Les gens peuvent dire qu'il est idiot de consacrer vingt-quatre heures à un chien.
Surtout quand il ne vous reste que quatre-vingt-seize heures à vivre.
Mais Aïdi est un border collie exceptionnel. Elle mérite ses vingt-quatre heures en compagnie de son maître.
C'est maintenant que les choses sérieuses commencent.
Paul saisit la laisse et appelle la jeune chienne. Elle accourt immédiatement et elle est d'autant plus excitée en remarquant ce que son maître tient à la main. Les balades sont toujours pour elle des occasions de se défouler et de passer un bon moment.
En la voyant sautiller gaiement, Paul sourit.
Même si cela peut paraître étonnant, la voir si insouciante met du baume au cœur du jeune homme.
Sans un regard pour sa montre, il sort de la maison, Aïdi devant, le regard fixé vers l'horizon.

20h48
93 : 44

Les yeux rivés vers les étoiles, Paul observe le ciel. Aïdi, à ses côtés, sonde la clarté nocturne. C'est un moment de paix. Le petit lac brille sous la lune et le vent fait frémir les feuillages ainsi que les herbes.
Les nuages s'étirent paresseusement, laissant de temps à autres, voir les étoiles.
Un hibou hulule au loin, et les bruits de la nature, discrets craquements, brisent le silence.
Paul sait désormais que lorsque le chronomètre indiquera 00 : 00, il sera ici.
Cet endroit est paisible, parfait.

Il n'est pas très loin de chez lui mais ne s'était jamais rendu à cet endroit de nuit. Il doit avouer que le spectacle est magnifique. Depuis, il n'a pas réussi à en repartir, il s'y sent si bien.

Aïdi est couchée à ses pieds, un peu intriguée de cette promenade qui sort de l'ordinaire.
Malgré tout, quelles que soient les circonstances, elle veille sur son maître.

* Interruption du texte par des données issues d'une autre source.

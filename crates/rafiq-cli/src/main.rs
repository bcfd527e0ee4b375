//! Rafiq - Peer-Replicated Key-Value Store
//!
//! Runs a cluster node or talks to one as a client.

use clap::{Parser, Subcommand};
use rafiq_core::RafiqConfig;
use rafiq_server::NodeServer;
use tracing::info;
use tracing_subscriber::{fmt, prelude::*, EnvFilter};

mod client;

#[derive(Parser)]
#[command(name = "rafiq")]
#[command(author = "Rafiq Team")]
#[command(version = rafiq_core::VERSION)]
#[command(about = "Peer-Replicated Key-Value Store", long_about = None)]
struct Cli {
    #[command(subcommand)]
    command: Option<Commands>,

    /// Configuration file path
    #[arg(short, long, global = true)]
    config: Option<String>,

    /// Node identity (must be one of the configured members)
    #[arg(long, env = "RAFIQ_NODE_ID")]
    node_id: Option<String>,

    /// Bind address
    #[arg(long, env = "RAFIQ_BIND_ADDRESS")]
    bind: Option<String>,

    /// Port number
    #[arg(short, long, env = "RAFIQ_PORT")]
    port: Option<u16>,

    /// Data directory
    #[arg(long, env = "RAFIQ_DATA_DIR")]
    data_dir: Option<String>,

    /// WebSocket URL of the node to talk to as a client
    #[arg(
        long,
        env = "RAFIQ_URL",
        default_value = "ws://127.0.0.1:8080/client/ws",
        global = true
    )]
    url: String,

    /// Log level (trace, debug, info, warn, error)
    #[arg(long, env = "RAFIQ_LOG_LEVEL", default_value = "info")]
    log_level: String,
}

#[derive(Subcommand)]
enum Commands {
    /// Start a cluster node
    Server,

    /// Store a value under a key
    Put {
        key: String,
        /// JSON value; plain text is stored as a JSON string
        value: String,
    },

    /// Fetch the value for a key
    Get { key: String },

    /// Remove a key everywhere
    Delete { key: String },

    /// Stream store changes as they happen
    Watch,

    /// Show version information
    Version,
}

#[tokio::main]
async fn main() -> anyhow::Result<()> {
    // Load .env file if present
    let _ = dotenvy::dotenv();

    let cli = Cli::parse();

    // Initialize logging
    let filter =
        EnvFilter::try_from_default_env().unwrap_or_else(|_| EnvFilter::new(&cli.log_level));

    tracing_subscriber::registry()
        .with(fmt::layer().with_target(true))
        .with(filter)
        .init();

    // Load or create config
    let mut config = if let Some(config_path) = &cli.config {
        RafiqConfig::from_file(config_path)?
    } else {
        RafiqConfig::from_env()
    };

    // Override with CLI args
    if let Some(node_id) = cli.node_id {
        config.node_id = node_id;
    }
    if let Some(bind) = cli.bind {
        config.server.bind_address = bind;
    }
    if let Some(port) = cli.port {
        config.server.port = port;
    }
    if let Some(data_dir) = cli.data_dir {
        config.storage.data_dir = data_dir.into();
    }

    match cli.command {
        Some(Commands::Version) => print_banner(),
        Some(Commands::Server) | None => {
            print_banner();
            run_server(config).await?;
        }
        Some(Commands::Put { key, value }) => client::put(&cli.url, &key, &value).await?,
        Some(Commands::Get { key }) => client::get(&cli.url, &key).await?,
        Some(Commands::Delete { key }) => client::delete(&cli.url, &key).await?,
        Some(Commands::Watch) => client::watch(&cli.url).await?,
    }

    Ok(())
}

fn print_banner() {
    println!(
        r#"
    ____        __ _
   |  _ \ __ _ / _(_) __ _
   | |_) / _` | |_| |/ _` |
   |  _ < (_| |  _| | (_| |
   |_| \_\__,_|_| |_|\__, |
                        |_|
   Peer-Replicated Key-Value Store
   Version: {}
"#,
        rafiq_core::VERSION
    );
}

async fn run_server(config: RafiqConfig) -> anyhow::Result<()> {
    info!("Starting Rafiq node {}...", config.node_id);
    info!("Data directory: {:?}", config.storage.data_dir);
    info!("Cluster members: {:?}", config.member_ids());

    let server = NodeServer::new(config);
    server.run().await?;

    Ok(())
}
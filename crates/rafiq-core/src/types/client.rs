//! Client-facing message schema
//!
//! Clients speak JSON over a WebSocket. Requests never carry ids;
//! replies and notifications are correlated by key, and every connected
//! client additionally receives unsolicited change notifications.

use serde::{Deserialize, Serialize};
use serde_json::Value;
use std::collections::HashMap;

/// Requests a client may issue
#[derive(Debug, Clone, PartialEq, Serialize, Deserialize)]
#[serde(tag = "type", rename_all = "snake_case")]
pub enum ClientRequest {
    Put { key: String, value: Value },
    Get { key: String },
    Delete { key: String },
}

/// Replies and unsolicited notifications sent to clients
#[derive(Debug, Clone, PartialEq, Serialize, Deserialize)]
#[serde(tag = "type", rename_all = "snake_case")]
pub enum ClientEvent {
    /// Full store dump, sent on connect and after snapshot reconciliation
    Store { data: HashMap<String, Value> },

    /// A key changed locally
    Update { key: String, value: Value },

    /// A key was removed locally
    Deleted { key: String },

    /// Reply to a get; `value` is `None` when absent (or timed out)
    Value {
        key: String,
        value: Option<Value>,
    },

    /// A put or delete could not be served
    Rejected { reason: String },
}
//! Partition assignment
//!
//! Maps each key onto an ordered (primary, secondary) pair drawn from
//! the current live-node view. The hash is the wrapping sum of the
//! key's character codes. Weak as hashes go, but it is deterministic
//! and identical on every node, which is the property that matters:
//! two nodes with the same liveness view must compute the same pair.
//!
//! The live view passed in must be the configured member list filtered
//! by liveness, never re-sorted; the configured order is the canonical
//! one all nodes share.

use rafiq_core::types::NodeId;

/// Sum of character codes, wrapping at u32.
pub fn key_hash(key: &str) -> u32 {
    key.chars().fold(0u32, |acc, c| acc.wrapping_add(c as u32))
}

/// Compute the (primary, secondary) owners of `key` among `live`.
///
/// Returns `None` when no node is live; the caller must fail the
/// operation. With a single live node, primary == secondary and no
/// replication traffic is emitted.
pub fn assign<'a>(key: &str, live: &'a [NodeId]) -> Option<(&'a NodeId, &'a NodeId)> {
    if live.is_empty() {
        return None;
    }
    let primary_idx = key_hash(key) as usize % live.len();
    let secondary_idx = (primary_idx + 1) % live.len();
    Some((&live[primary_idx], &live[secondary_idx]))
}
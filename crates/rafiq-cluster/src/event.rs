//! The coordinator's event vocabulary
//!
//! Everything that can happen to a node arrives here: peer link
//! transitions, inbound peer messages, client traffic and timer ticks.
//! Timers are plain events too, posted by spawned sleeps, which keeps
//! every handler a run-to-completion step of one task.

use rafiq_core::types::{ClientEvent, ClientRequest, NodeId, PeerMessage};
use tokio::sync::mpsc::UnboundedSender;
use tracing::debug;

/// Events consumed by the coordinator task
#[derive(Debug)]
pub enum NodeEvent {
    /// Outbound link to a peer came up
    PeerConnected {
        peer: NodeId,
        link: UnboundedSender<PeerMessage>,
    },

    /// Outbound link to a peer went down
    PeerDisconnected { peer: NodeId },

    /// A message arrived from a peer, on either an inbound or an
    /// outbound connection. `reply` answers over the same connection.
    PeerInbound { msg: PeerMessage, reply: ReplySink },

    /// A client connected and wants the initial store dump
    ClientConnected { client: ClientHandle },

    /// A client issued a request
    ClientRequest {
        client: ClientHandle,
        request: ClientRequest,
    },

    /// Time to emit heartbeats to connected peers
    SendHeartbeats,

    /// Time to run the liveness check
    CheckLiveness,

    /// Startup snapshot-request delay elapsed
    RequestSnapshots,

    /// Stagger delay for a forwarded get elapsed
    GetStagger { key: String, seq: u64 },

    /// Overall deadline for a forwarded get elapsed
    GetTimeout { key: String, seq: u64 },
}

/// Connection-scoped reply channel for inbound peer messages.
///
/// Forwarded gets are answered over the connection they arrived on. A
/// sink may also be empty (e.g. in tests, or when the transport offers
/// no reply path), in which case replies are silently dropped.
#[derive(Debug, Clone)]
pub struct ReplySink(Option<UnboundedSender<PeerMessage>>);

impl ReplySink {
    pub fn new(tx: UnboundedSender<PeerMessage>) -> Self {
        Self(Some(tx))
    }

    pub fn none() -> Self {
        Self(None)
    }

    pub fn send(&self, msg: PeerMessage) {
        match &self.0 {
            Some(tx) => {
                if tx.send(msg).is_err() {
                    debug!("Reply connection gone, dropping reply");
                }
            }
            None => debug!("No reply path, dropping reply"),
        }
    }
}

/// Handle to a connected client, used for direct replies.
#[derive(Debug, Clone)]
pub struct ClientHandle {
    pub id: u64,
    tx: UnboundedSender<ClientEvent>,
}

impl ClientHandle {
    pub fn new(id: u64, tx: UnboundedSender<ClientEvent>) -> Self {
        Self { id, tx }
    }

    pub fn send(&self, event: ClientEvent) {
        if self.tx.send(event).is_err() {
            debug!("Client {} gone, dropping event", self.id);
        }
    }
}

#[cfg(test)]
mod tests {
    use super::*;
    use tokio::sync::mpsc;

    #[test]
    fn test_empty_sink_drops_silently() {
        let sink = ReplySink::none();
        sink.send(PeerMessage::Get {
            key: "x".to_string(),
        });
    }

    #[test]
    fn test_sink_delivers() {
        let (tx, mut rx) = mpsc::unbounded_channel();
        let sink = ReplySink::new(tx);
        sink.send(PeerMessage::Value {
            key: "x".to_string(),
            value: None,
        });
        assert!(rx.try_recv().is_ok());
    }
}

Depuis toujours il a lien particulier avec sa chienne. Elle a toujours été présente pour lui autant quand son cœur était plein de joie que lorsqu'il était lourd de tristesse.
C'est à cela que l'on reconnait un véritable ami, selon Paul : s'il est présent dans les bons comme dans les mauvais moments.

Il caresse doucement le poil de la jeune border collie qui lui présente son ventre pour réclamer davantage de caresses. Le jeune homme s'exécute en souriant.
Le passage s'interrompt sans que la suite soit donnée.